Vernante è diventato "il paese di Pinocchio" per onorare il legame con Attilio Mussino, considerato il più importante illustratore del capolavoro di Collodi.
Ecco la storia che ha trasformato questo borgo della Valle Vermenagna in un libro a cielo aperto:
1. Il legame con Attilio Mussino
Mussino, soprannominato "lo zio di Pinocchio", fu il primo a illustrare il libro a colori nel 1911, creando l'immaginario visivo del burattino che tutti conosciamo. Dopo aver perso il figlio in guerra e la prima moglie, l'artista si trasferì a Vernante (paese d'origine della sua seconda moglie) dove trascorse gli ultimi anni della sua vita fino al 1954.
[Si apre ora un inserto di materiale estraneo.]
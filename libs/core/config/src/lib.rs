pub mod server;
pub mod tracing;

use std::env;
use thiserror::Error;

/// Configuration error type
#[derive(Error, Debug)]
pub enum ConfigError {
    #[error("Failed to parse environment variable '{key}': {details}")]
    ParseError { key: String, details: String },
}

/// Application environment (dev = local, prod = deployed)
#[derive(Clone, Debug, PartialEq, Eq)]
pub enum Environment {
    Development,
    Production,
}

impl Environment {
    pub fn from_env() -> Self {
        let app_env = env::var("APP_ENV").unwrap_or_else(|_| "development".to_string());

        if app_env.eq_ignore_ascii_case("production") {
            Environment::Production
        } else {
            Environment::Development
        }
    }

    pub fn is_production(&self) -> bool {
        matches!(self, Environment::Production)
    }

    pub fn is_development(&self) -> bool {
        matches!(self, Environment::Development)
    }
}

/// Static application identity reported by the health endpoint.
#[derive(Clone, Copy, Debug, PartialEq, Eq)]
pub struct AppInfo {
    pub name: &'static str,
    pub version: &'static str,
}

/// Builds an [`AppInfo`] from the calling crate's Cargo metadata.
///
/// Expands at the call site, so the name and version are the ones of the
/// binary that invokes it rather than of `core_config`.
#[macro_export]
macro_rules! app_info {
    () => {
        $crate::AppInfo {
            name: env!("CARGO_PKG_NAME"),
            version: env!("CARGO_PKG_VERSION"),
        }
    };
}

/// Trait for configuration that can be loaded from environment variables
pub trait FromEnv: Sized {
    fn from_env() -> Result<Self, ConfigError>;
}

/// Helper to load and parse environment variable with a default value
pub fn env_or_default(key: &str, default: &str) -> String {
    env::var(key).unwrap_or_else(|_| default.to_string())
}

/// Helper to load an optional environment variable, treating blank values as unset
pub fn env_optional(key: &str) -> Option<String> {
    env::var(key)
        .ok()
        .map(|value| value.trim().to_string())
        .filter(|value| !value.is_empty())
}
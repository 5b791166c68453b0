use axum::Router;

pub mod users;

/// Base path of the users resource, relative to `/api`.
pub const USERS_PATH: &str = "/vr1/users";

/// Creates the API routes without the `/api` prefix.
/// The `/api` prefix will be added by the `create_router` helper.
///
/// Returns a stateless Router (all sub-routers have state already applied).
pub fn routes(state: &crate::state::AppState) -> Router {
    Router::new().nest(USERS_PATH, users::router(state))
}
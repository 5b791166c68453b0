use axum::{
    Json, Router,
    extract::State,
    http::StatusCode,
    response::{IntoResponse, Response},
    routing::get,
};
use core_config::AppInfo;
use serde::Serialize;

#[derive(Debug, Serialize)]
pub struct HealthResponse {
    pub status: &'static str,
    pub name: &'static str,
    pub version: &'static str,
}

/// Health check endpoint handler.
///
/// Always returns 200 with the app name and version while the process serves requests.
pub async fn health_handler(State(app): State<AppInfo>) -> Response {
    let response = HealthResponse {
        status: "healthy",
        name: app.name,
        version: app.version,
    };

    (StatusCode::OK, Json(response)).into_response()
}

/// Creates a router with the /health endpoint.
///
/// # Example
/// ```ignore
/// use axum_helpers::server::health_router;
/// use core_config::app_info;
///
/// let app = router.merge(health_router(app_info!()));
/// ```
pub fn health_router(app_info: AppInfo) -> Router {
    Router::new()
        .route("/health", get(health_handler))
        .with_state(app_info)
}

#[cfg(test)]
mod tests {
    use super::*;
    use axum::body::Body;
    use axum::http::Request;
    use http_body_util::BodyExt;
    use tower::ServiceExt;

    #[tokio::test]
    async fn test_health_reports_app_info() {
        let app = health_router(AppInfo {
            name: "users_api",
            version: "0.1.0",
        });

        let response = app
            .oneshot(Request::get("/health").body(Body::empty()).unwrap())
            .await
            .unwrap();
        assert_eq!(response.status(), StatusCode::OK);

        let bytes = response.into_body().collect().await.unwrap().to_bytes();
        let body: serde_json::Value = serde_json::from_slice(&bytes).unwrap();
        assert_eq!(body["status"], "healthy");
        assert_eq!(body["name"], "users_api");
        assert_eq!(body["version"], "0.1.0");
    }
}
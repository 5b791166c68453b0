use serde::{Deserialize, Serialize};
use strum::{Display, EnumString};
use utoipa::ToSchema;
use uuid::Uuid;

/// User gender
#[derive(
    Debug, Clone, Copy, PartialEq, Eq, Hash, Serialize, Deserialize, Display, EnumString, ToSchema,
)]
#[serde(rename_all = "UPPERCASE")]
#[strum(serialize_all = "UPPERCASE")]
pub enum Gender {
    Male,
    Female,
}

/// User entity as held by the record store
#[derive(Debug, Clone, PartialEq, Eq, Serialize, Deserialize, ToSchema)]
#[serde(rename_all = "camelCase")]
pub struct User {
    /// Unique identifier, assigned by the server on insert
    pub user_uid: Uuid,
    pub first_name: String,
    pub last_name: String,
    pub gender: Gender,
    pub age: i32,
    pub email: String,
}

impl User {
    pub fn new(
        user_uid: Uuid,
        first_name: impl Into<String>,
        last_name: impl Into<String>,
        gender: Gender,
        age: i32,
        email: impl Into<String>,
    ) -> Self {
        Self {
            user_uid,
            first_name: first_name.into(),
            last_name: last_name.into(),
            gender,
            age,
            email: email.into(),
        }
    }
}

/// Request body for inserting or updating a user.
///
/// `userUid` is ignored on insert and required on update.
#[derive(Debug, Clone, PartialEq, Eq, Serialize, Deserialize, ToSchema)]
#[serde(rename_all = "camelCase")]
pub struct UserPayload {
    #[serde(default)]
    pub user_uid: Option<Uuid>,
    pub first_name: String,
    pub last_name: String,
    pub gender: Gender,
    pub age: i32,
    pub email: String,
}

impl UserPayload {
    /// Build the stored entity under `user_uid`, discarding any identifier the payload carried.
    pub fn into_user(self, user_uid: Uuid) -> User {
        User {
            user_uid,
            first_name: self.first_name,
            last_name: self.last_name,
            gender: self.gender,
            age: self.age,
            email: self.email,
        }
    }
}

impl From<User> for UserPayload {
    fn from(user: User) -> Self {
        Self {
            user_uid: Some(user.user_uid),
            first_name: user.first_name,
            last_name: user.last_name,
            gender: user.gender,
            age: user.age,
            email: user.email,
        }
    }
}

#[cfg(test)]
mod tests {
    use super::*;
    use serde_json::json;

    #[test]
    fn test_user_serializes_with_camel_case_keys() {
        let uid = Uuid::new_v4();
        let user = User::new(uid, "Anna", "Aser", Gender::Female, 20, "asdfgh@gmail.com");

        let value = serde_json::to_value(&user).unwrap();
        assert_eq!(
            value,
            json!({
                "userUid": uid,
                "firstName": "Anna",
                "lastName": "Aser",
                "gender": "FEMALE",
                "age": 20,
                "email": "asdfgh@gmail.com"
            })
        );
    }

    #[test]
    fn test_payload_without_uid_deserializes() {
        let payload: UserPayload = serde_json::from_value(json!({
            "firstName": "Anna",
            "lastName": "Aser",
            "gender": "FEMALE",
            "age": 20,
            "email": "asdfgh@gmail.com"
        }))
        .unwrap();

        assert_eq!(payload.user_uid, None);
        assert_eq!(payload.gender, Gender::Female);
    }

    #[test]
    fn test_payload_rejects_unknown_gender() {
        let result = serde_json::from_value::<UserPayload>(json!({
            "firstName": "Anna",
            "lastName": "Aser",
            "gender": "OTHER",
            "age": 20,
            "email": "asdfgh@gmail.com"
        }));
        assert!(result.is_err());
    }

    #[test]
    fn test_into_user_overrides_payload_uid() {
        let client_uid = Uuid::new_v4();
        let server_uid = Uuid::new_v4();
        let payload = UserPayload {
            user_uid: Some(client_uid),
            first_name: "Anna".to_string(),
            last_name: "Aser".to_string(),
            gender: Gender::Female,
            age: 20,
            email: "asdfgh@gmail.com".to_string(),
        };

        let user = payload.into_user(server_uid);
        assert_eq!(user.user_uid, server_uid);
        assert_eq!(user.first_name, "Anna");
    }

    #[test]
    fn test_gender_display_and_parse() {
        assert_eq!(Gender::Male.to_string(), "MALE");
        assert_eq!("FEMALE".parse::<Gender>().unwrap(), Gender::Female);
    }
}
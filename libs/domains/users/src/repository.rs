use async_trait::async_trait;
use std::collections::HashMap;
use std::sync::Arc;
use tokio::sync::RwLock;
use uuid::Uuid;

use crate::error::UserResult;
use crate::models::{Gender, User};

/// Repository trait for User persistence
///
/// Mutations report an affected-count: 1 when a record was written or
/// removed, 0 when nothing matched. A miss is never an error.
#[cfg_attr(test, mockall::automock)]
#[async_trait]
pub trait UserRepository: Send + Sync {
    /// All stored users, in no particular order
    async fn select_all_users(&self) -> UserResult<Vec<User>>;

    /// Look up a user by identifier
    async fn select_user_by_user_uid(&self, user_uid: Uuid) -> UserResult<Option<User>>;

    /// Store `user` under `user_uid`, replacing any previous record with that key
    async fn insert_user(&self, user_uid: Uuid, user: User) -> UserResult<usize>;

    /// Replace the record keyed by `user.user_uid`, if one exists
    async fn update_user(&self, user: User) -> UserResult<usize>;

    /// Remove the record keyed by `user_uid`, if one exists
    async fn delete_user_by_user_uid(&self, user_uid: Uuid) -> UserResult<usize>;
}

/// In-memory record store, seeded with a single user on construction.
///
/// Clones share the same underlying map.
#[derive(Debug, Clone)]
pub struct InMemoryUserRepository {
    users: Arc<RwLock<HashMap<Uuid, User>>>,
}

impl InMemoryUserRepository {
    /// Store seeded with the demo user "Joe Jones".
    pub fn new() -> Self {
        let seed = User::new(
            Uuid::new_v4(),
            "Joe",
            "Jones",
            Gender::Male,
            22,
            "joe.jones@gmail.com",
        );
        Self::with_users([seed])
    }

    /// Store without any records.
    pub fn empty() -> Self {
        Self {
            users: Arc::new(RwLock::new(HashMap::new())),
        }
    }

    /// Store holding `users`, each keyed by its own identifier.
    pub fn with_users(users: impl IntoIterator<Item = User>) -> Self {
        let users = users.into_iter().map(|u| (u.user_uid, u)).collect();
        Self {
            users: Arc::new(RwLock::new(users)),
        }
    }

    /// Number of stored records
    pub async fn len(&self) -> usize {
        self.users.read().await.len()
    }

    pub async fn is_empty(&self) -> bool {
        self.users.read().await.is_empty()
    }
}

impl Default for InMemoryUserRepository {
    fn default() -> Self {
        Self::new()
    }
}

#[async_trait]
impl UserRepository for InMemoryUserRepository {
    async fn select_all_users(&self) -> UserResult<Vec<User>> {
        let users = self.users.read().await;
        Ok(users.values().cloned().collect())
    }

    async fn select_user_by_user_uid(&self, user_uid: Uuid) -> UserResult<Option<User>> {
        let users = self.users.read().await;
        Ok(users.get(&user_uid).cloned())
    }

    async fn insert_user(&self, user_uid: Uuid, user: User) -> UserResult<usize> {
        let mut users = self.users.write().await;
        if users.insert(user_uid, user).is_some() {
            tracing::debug!(user_uid = %user_uid, "Replaced existing user on insert");
        }

        tracing::info!(user_uid = %user_uid, "Inserted user");
        Ok(1)
    }

    async fn update_user(&self, user: User) -> UserResult<usize> {
        let mut users = self.users.write().await;
        let user_uid = user.user_uid;

        match users.get_mut(&user_uid) {
            Some(existing) => {
                *existing = user;
                tracing::info!(user_uid = %user_uid, "Updated user");
                Ok(1)
            }
            None => Ok(0),
        }
    }

    async fn delete_user_by_user_uid(&self, user_uid: Uuid) -> UserResult<usize> {
        let mut users = self.users.write().await;

        if users.remove(&user_uid).is_some() {
            tracing::info!(user_uid = %user_uid, "Deleted user");
            Ok(1)
        } else {
            Ok(0)
        }
    }
}
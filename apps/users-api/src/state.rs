//! Application state management.

use domain_users::InMemoryUserRepository;

/// Shared application state.
///
/// Cloning is cheap; the user store is shared between clones.
#[derive(Clone)]
pub struct AppState {
    /// Application configuration loaded from environment variables
    pub config: crate::config::Config,
    /// Process-lifetime user record store
    pub users: InMemoryUserRepository,
}

impl AppState {
    /// State with a freshly seeded user store.
    pub fn new(config: crate::config::Config) -> Self {
        Self {
            config,
            users: InMemoryUserRepository::new(),
        }
    }
}
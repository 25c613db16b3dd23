//! Human-readable metrics formatter
//!
//! # Example Output
//!
//! ```text
//! [metrics] pipelines: 1.2K/s | dispatched: 84.0K | unmatched: 12 | chain err: 0 | seq drop: 3 | gen: 2
//! [metrics] sources: udp (850/s, 2 malformed) | scheduler (40/s, 1 disabled)
//! [metrics] sinks: warehouse (1.1K/s, queue 4) | audit (0/s, queue 100, 12 dropped, 2 exhausted)
//! ```
//!
//! Problem counters only appear once they are non-zero.

use std::fmt::Write;

use super::{MetricsFormatter, format_count, format_rate};
use crate::{CollectedMetrics, MetricsRates};

/// Human-readable metrics formatter
#[derive(Debug, Clone, Default)]
pub struct HumanFormatter;

impl HumanFormatter {
    pub fn new() -> Self {
        Self
    }

    fn format_pipeline(&self, metrics: &CollectedMetrics, rates: Option<&MetricsRates>) -> Option<String> {
        let p = metrics.pipeline.as_ref()?;
        let mut output = String::from("[metrics] pipelines:");

        if let Some(rate) = rates.and_then(|r| r.dispatched_per_sec) {
            let _ = write!(output, " {} |", format_rate(rate));
        }
        let _ = write!(
            output,
            " dispatched: {} | unmatched: {} | chain err: {} | publish err: {} | seq drop: {} | gen: {}",
            format_count(p.dispatched),
            format_count(p.unmatched),
            p.chain_errors,
            p.publish_errors,
            p.sequence_drops,
            p.generation,
        );
        if p.flush_errors > 0 {
            let _ = write!(output, " | flush err: {}", p.flush_errors);
        }
        Some(output)
    }

    fn format_sources(&self, metrics: &CollectedMetrics, rates: Option<&MetricsRates>) -> Option<String> {
        if metrics.sources.is_empty() {
            return None;
        }

        let mut output = String::from("[metrics] sources:");
        for (i, source) in metrics.sources.iter().enumerate() {
            if i > 0 {
                output.push_str(" |");
            }
            let s = &source.snapshot;
            let _ = write!(output, " {} (", source.id);
            match rates.and_then(|r| r.source(&source.id)) {
                Some(rate) => output.push_str(&format_rate(rate.received_per_sec)),
                None => output.push_str(&format_count(s.received)),
            }
            for (count, label) in [
                (s.malformed, "malformed"),
                (s.unauthenticated, "unauth"),
                (s.duplicates, "dup"),
                (s.failures, "err"),
                (s.disabled, "disabled"),
            ] {
                if count > 0 {
                    let _ = write!(output, ", {count} {label}");
                }
            }
            output.push(')');
        }
        Some(output)
    }

    fn format_sinks(&self, metrics: &CollectedMetrics, rates: Option<&MetricsRates>) -> Option<String> {
        if metrics.sinks.is_empty() {
            return None;
        }

        let mut output = String::from("[metrics] sinks:");
        for (i, sink) in metrics.sinks.iter().enumerate() {
            if i > 0 {
                output.push_str(" |");
            }
            let s = &sink.snapshot;
            let _ = write!(output, " {} (", sink.id);
            match rates.and_then(|r| r.sink(&sink.id)) {
                Some(rate) => output.push_str(&format_rate(rate.delivered_per_sec)),
                None => output.push_str(&format_count(s.items_delivered)),
            }
            let _ = write!(output, ", queue {}", s.queue_depth);
            for (count, label) in [
                (s.overflow_dropped, "dropped"),
                (s.overflow_rejected, "refused"),
                (s.exhausted, "exhausted"),
                (s.rejected, "rejected"),
                (s.discarded, "discarded"),
            ] {
                if count > 0 {
                    let _ = write!(output, ", {count} {label}");
                }
            }
            output.push(')');
        }
        Some(output)
    }
}

impl MetricsFormatter for HumanFormatter {
    fn format(&self, metrics: &CollectedMetrics, rates: Option<&MetricsRates>) -> String {
        [
            self.format_pipeline(metrics, rates),
            self.format_sources(metrics, rates),
            self.format_sinks(metrics, rates),
        ]
        .into_iter()
        .flatten()
        .collect::<Vec<_>>()
        .join("\n")
    }
}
2. L'iniziativa di "Carlet" e "Meo"
L'idea dei murales non è antica, ma risale al 1989. Due cittadini di Vernante, Bruno Carletto (detto Carlet, allora postino del paese) e Bartolomeo Cavallera (detto Meo), decisero di rendere omaggio all'illustratore.
- Carlet si occupava di riprodurre i disegni originali di Mussino in scala.
- Meo si occupava della colorazione.
Il primo murales fu realizzato sulla facciata di una casa in via Umberto I. Da allora, l'iniziativa ha avuto un successo tale che i disegni si sono moltiplicati esponenzialmente.
3. I numeri di un borgo magico
Oggi passeggiare per Vernante significa seguire la trama del libro attraverso le sue strade:
- Ci sono oltre 150 murales che decorano case, porte e finestre.
- Le scene sono rigorosamente tratte dalle illustrazioni di Mussino del 1911.
- Oltre ai dipinti, il paese ospita un museo dedicato a Mussino, dove sono conservati i suoi bozzetti originali e la prima edizione illustrata del libro.
Se ti capita di visitarlo, vedrai che non si tratta solo di decorazioni: i murales sono numerati e seguono l'ordine cronologico della storia di Collodi, permettendoti di "leggere" il racconto camminando per il centro storico.